We’ve developed a unique technology platform that can quickly detect markers for sepsis and other diseases like malaria, as well as screening people (and injectable medicines) for toxins from certain types of bacteria. Our devices are part of a much bigger picture: to fix big problems like sepsis, lots of different groups need to work together – us, clinicians, immunology experts, data-crunchers. It’s a huge collaborative effort.

Luckily, Wales is a really good place to get it done. Welsh Government, National Health Service (NHS) Wales and Welsh companies have embraced the concept of open innovation in Life Sciences. We recognise that we need to join forces to solve bigger problems. We’re a devolved nation, which gives us a nice discrete package of patients and a pool of data to work with. We’re also fortunate to be home to a number of research-intensive universities. Organisations like Life Sciences Hub Wales and MediWales pull everyone together. 

At the risk of sounding immodest, we’re really good at it. We have 20% more Life Sciences businesses than the UK average, from start-ups to global blue-chips. The sector employs around 12,000 people in 360 companies and contributes £2bn to the Welsh economy.

There are obvious benefits to Wales itself: the more we innovate, the healthier (and wealthier) our population. But Welsh advances in digital and medical technology, regenerative medicine, diagnostics, pharmaceuticals and neuroscience extend beyond our borders to provide real differences to the lives of people all over the world.

There’s a pipeline of innovation pouring through in Wales. You look at companies like Ortho Clinical Diagnostics, EKF Diagnostics and BBI Group who have helped pave the way in delivering point-of-care diagnostics. Creo Medical are doing great work in making tech for minimally invasive surgery, while Proton Partners International (now Rutherford Health) are pioneering advanced cancer therapies.

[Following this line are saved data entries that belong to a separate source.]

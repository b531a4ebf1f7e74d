use crate::config::OutboxConfig;
use crate::entities::outbox_event::{self, Entity as OutboxEvent};
use crate::errors::ServiceError;
use crate::events::{OutboundEvent, ORDER_MIRROR_EVENT};
use crate::integrations::shipstation::{CreateOrderRequest, ShippingPlatform};
use chrono::Utc;
use metrics::counter;
use rand::Rng;
use sea_orm::sea_query::Expr;
use sea_orm::{
    ActiveModelTrait, ColumnTrait, ConnectionTrait, DatabaseConnection, EntityTrait, QueryFilter,
    QueryOrder, QuerySelect, Set,
};
use serde::Serialize;
use serde_json::Value;
use std::sync::Arc;
use tokio::task::JoinHandle;
use tokio::time::{sleep, Duration};
use tracing::{debug, error, info, warn};
use uuid::Uuid;

const BASE_BACKOFF_SECS: u64 = 2;
const MAX_BACKOFF_SECS: u64 = 3600;
/// Rows left in `processing` longer than this are assumed orphaned by a crashed worker.
const PROCESSING_LEASE_SECS: i64 = 300;

#[derive(Debug, Clone, Copy, PartialEq, Eq)]
pub enum OutboxStatus {
    Pending,
    Processing,
    Delivered,
    Failed,
}

impl OutboxStatus {
    pub fn as_str(&self) -> &'static str {
        match self {
            OutboxStatus::Pending => "pending",
            OutboxStatus::Processing => "processing",
            OutboxStatus::Delivered => "delivered",
            OutboxStatus::Failed => "failed",
        }
    }
}

/// Enqueue an event into the outbox table. Pass the open transaction so the
/// row commits or rolls back with the write that produced it.
pub async fn enqueue(
    db: &impl ConnectionTrait,
    aggregate_type: &str,
    aggregate_id: Option<Uuid>,
    event_type: &str,
    payload: &Value,
) -> Result<Uuid, ServiceError> {
    let id = Uuid::new_v4();
    let now = Utc::now();
    outbox_event::ActiveModel {
        id: Set(id),
        aggregate_type: Set(aggregate_type.to_string()),
        aggregate_id: Set(aggregate_id),
        event_type: Set(event_type.to_string()),
        payload: Set(payload.clone()),
        status: Set(OutboxStatus::Pending.as_str().to_string()),
        attempts: Set(0),
        available_at: Set(now),
        last_error: Set(None),
        processed_at: Set(None),
        ..Default::default()
    }
    .insert(db)
    .await?;

    debug!(
        "enqueued outbox event {} type={} agg={}",
        id, event_type, aggregate_type
    );
    Ok(id)
}

pub async fn enqueue_event(
    db: &impl ConnectionTrait,
    event: &OutboundEvent,
) -> Result<Uuid, ServiceError> {
    let (aggregate_type, aggregate_id) = event.aggregate();
    let payload = match event {
        OutboundEvent::MirrorOrder { request, .. } => serde_json::to_value(request)?,
    };
    enqueue(db, aggregate_type, aggregate_id, event.event_type(), &payload).await
}

/// Delay before the next attempt, without jitter: 2s * 2^attempt, capped at one hour.
pub fn backoff(attempt: i32) -> Duration {
    let exponent = attempt.clamp(0, 31) as u32;
    let secs = BASE_BACKOFF_SECS
        .saturating_mul(2u64.saturating_pow(exponent))
        .min(MAX_BACKOFF_SECS);
    Duration::from_secs(secs)
}

/// Counts from one pass over the outbox
#[derive(Debug, Default, Clone, Copy, PartialEq, Eq, Serialize)]
pub struct DrainStats {
    pub claimed: usize,
    pub delivered: usize,
    pub rescheduled: usize,
    pub failed: usize,
    pub reclaimed: u64,
}

/// Drains pending outbox rows into the shipping platform.
#[derive(Clone)]
pub struct OutboxDispatcher {
    db: Arc<DatabaseConnection>,
    shipping: Arc<dyn ShippingPlatform>,
    config: OutboxConfig,
}

impl OutboxDispatcher {
    pub fn new(
        db: Arc<DatabaseConnection>,
        shipping: Arc<dyn ShippingPlatform>,
        config: OutboxConfig,
    ) -> Self {
        Self {
            db,
            shipping,
            config,
        }
    }

    /// Returns processing rows whose lease expired to `pending`.
    async fn reclaim_stale(&self) -> Result<u64, ServiceError> {
        let cutoff = Utc::now() - chrono::Duration::seconds(PROCESSING_LEASE_SECS);
        let result = OutboxEvent::update_many()
            .col_expr(
                outbox_event::Column::Status,
                Expr::value(OutboxStatus::Pending.as_str()),
            )
            .col_expr(outbox_event::Column::UpdatedAt, Expr::value(Some(Utc::now())))
            .filter(outbox_event::Column::Status.eq(OutboxStatus::Processing.as_str()))
            .filter(outbox_event::Column::UpdatedAt.lt(cutoff))
            .exec(self.db.as_ref())
            .await?;
        if result.rows_affected > 0 {
            warn!(count = result.rows_affected, "reclaimed stale outbox rows");
        }
        Ok(result.rows_affected)
    }

    /// Moves a row from pending to processing. False when another worker got there first.
    async fn claim(&self, row: &outbox_event::Model) -> Result<bool, ServiceError> {
        let result = OutboxEvent::update_many()
            .col_expr(
                outbox_event::Column::Status,
                Expr::value(OutboxStatus::Processing.as_str()),
            )
            .col_expr(
                outbox_event::Column::Attempts,
                Expr::col(outbox_event::Column::Attempts).add(1),
            )
            .col_expr(outbox_event::Column::UpdatedAt, Expr::value(Some(Utc::now())))
            .filter(outbox_event::Column::Id.eq(row.id))
            .filter(outbox_event::Column::Status.eq(OutboxStatus::Pending.as_str()))
            .exec(self.db.as_ref())
            .await?;
        Ok(result.rows_affected == 1)
    }

    async fn dispatch(&self, row: &outbox_event::Model) -> Result<(), ServiceError> {
        match row.event_type.as_str() {
            ORDER_MIRROR_EVENT => {
                let request: CreateOrderRequest = serde_json::from_value(row.payload.clone())?;
                let created = self.shipping.create_order(&request).await?;
                info!(
                    order_number = %request.order_number,
                    platform_order_id = ?created.order_id,
                    "order mirrored to shipping platform"
                );
                Ok(())
            }
            other => Err(ServiceError::InternalError(format!(
                "no handler for outbox event type {}",
                other
            ))),
        }
    }

    async fn mark_delivered(&self, id: Uuid) -> Result<(), ServiceError> {
        let now = Utc::now();
        OutboxEvent::update_many()
            .col_expr(
                outbox_event::Column::Status,
                Expr::value(OutboxStatus::Delivered.as_str()),
            )
            .col_expr(outbox_event::Column::ProcessedAt, Expr::value(Some(now)))
            .col_expr(outbox_event::Column::UpdatedAt, Expr::value(Some(now)))
            .col_expr(outbox_event::Column::LastError, Expr::value(Option::<String>::None))
            .filter(outbox_event::Column::Id.eq(id))
            .exec(self.db.as_ref())
            .await?;
        Ok(())
    }

    /// Reschedules with backoff, or gives up once attempts are spent or the
    /// error cannot improve with time. Returns the status written.
    async fn mark_failed_attempt(
        &self,
        id: Uuid,
        attempts: i32,
        err: &ServiceError,
    ) -> Result<OutboxStatus, ServiceError> {
        let now = Utc::now();
        let give_up = attempts >= self.config.max_attempts || !err.is_transient();
        let mut update = OutboxEvent::update_many()
            .col_expr(outbox_event::Column::UpdatedAt, Expr::value(Some(now)))
            .col_expr(
                outbox_event::Column::LastError,
                Expr::value(Some(err.to_string())),
            )
            .filter(outbox_event::Column::Id.eq(id));

        let status = if give_up {
            OutboxStatus::Failed
        } else {
            let jitter = Duration::from_millis(rand::thread_rng().gen_range(0..1000));
            let delay = chrono::Duration::from_std(backoff(attempts) + jitter)
                .unwrap_or_else(|_| chrono::Duration::seconds(MAX_BACKOFF_SECS as i64));
            update = update.col_expr(outbox_event::Column::AvailableAt, Expr::value(now + delay));
            OutboxStatus::Pending
        };

        update
            .col_expr(outbox_event::Column::Status, Expr::value(status.as_str()))
            .exec(self.db.as_ref())
            .await?;
        Ok(status)
    }

    /// One pass: reclaim expired leases, then claim and dispatch up to `batch_size` due rows.
    pub async fn drain_once(&self) -> Result<DrainStats, ServiceError> {
        let mut stats = DrainStats {
            reclaimed: self.reclaim_stale().await?,
            ..Default::default()
        };

        let due = OutboxEvent::find()
            .filter(outbox_event::Column::Status.eq(OutboxStatus::Pending.as_str()))
            .filter(outbox_event::Column::AvailableAt.lte(Utc::now()))
            .order_by_asc(outbox_event::Column::CreatedAt)
            .limit(self.config.batch_size)
            .all(self.db.as_ref())
            .await?;

        for row in due {
            if !self.claim(&row).await? {
                continue;
            }
            stats.claimed += 1;
            let attempts = row.attempts + 1;

            match self.dispatch(&row).await {
                Ok(()) => {
                    self.mark_delivered(row.id).await?;
                    counter!("threepl_outbox_dispatch_total", 1, "result" => "delivered");
                    stats.delivered += 1;
                }
                Err(e) => {
                    warn!(outbox_id = %row.id, attempts, error = %e, "outbox dispatch failed");
                    match self.mark_failed_attempt(row.id, attempts, &e).await? {
                        OutboxStatus::Failed => {
                            error!(outbox_id = %row.id, "outbox event abandoned");
                            counter!("threepl_outbox_dispatch_total", 1, "result" => "failed");
                            stats.failed += 1;
                        }
                        _ => {
                            counter!("threepl_outbox_dispatch_total", 1, "result" => "retry");
                            stats.rescheduled += 1;
                        }
                    }
                }
            }
        }

        Ok(stats)
    }
}

/// Background worker that polls the outbox until the task is aborted.
pub fn start_worker(dispatcher: OutboxDispatcher, poll_interval: Duration) -> JoinHandle<()> {
    tokio::spawn(async move {
        info!("outbox worker started");
        loop {
            match dispatcher.drain_once().await {
                Ok(stats) if stats.claimed > 0 => debug!(?stats, "outbox pass complete"),
                Ok(_) => {}
                Err(e) => error!("outbox worker error: {}", e),
            }
            sleep(poll_interval).await;
        }
    })
}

There is also a steady stream of innovative and research taking place across our universities and within NHS Wales, which will ensure this rich pipeline continues to deliver for years to come. 

The exciting thing is, you never know what discoveries will come next, and where they’ll lead. Medicine sometimes moves in mysterious ways. In 1993 a group of men in Merthyr Tydfil took part in a clinical trial of a little-known heart drug. They were the first men in the world to report unusual, and uplifting, side-effects. The drug rose to become a global sensation: Viagra.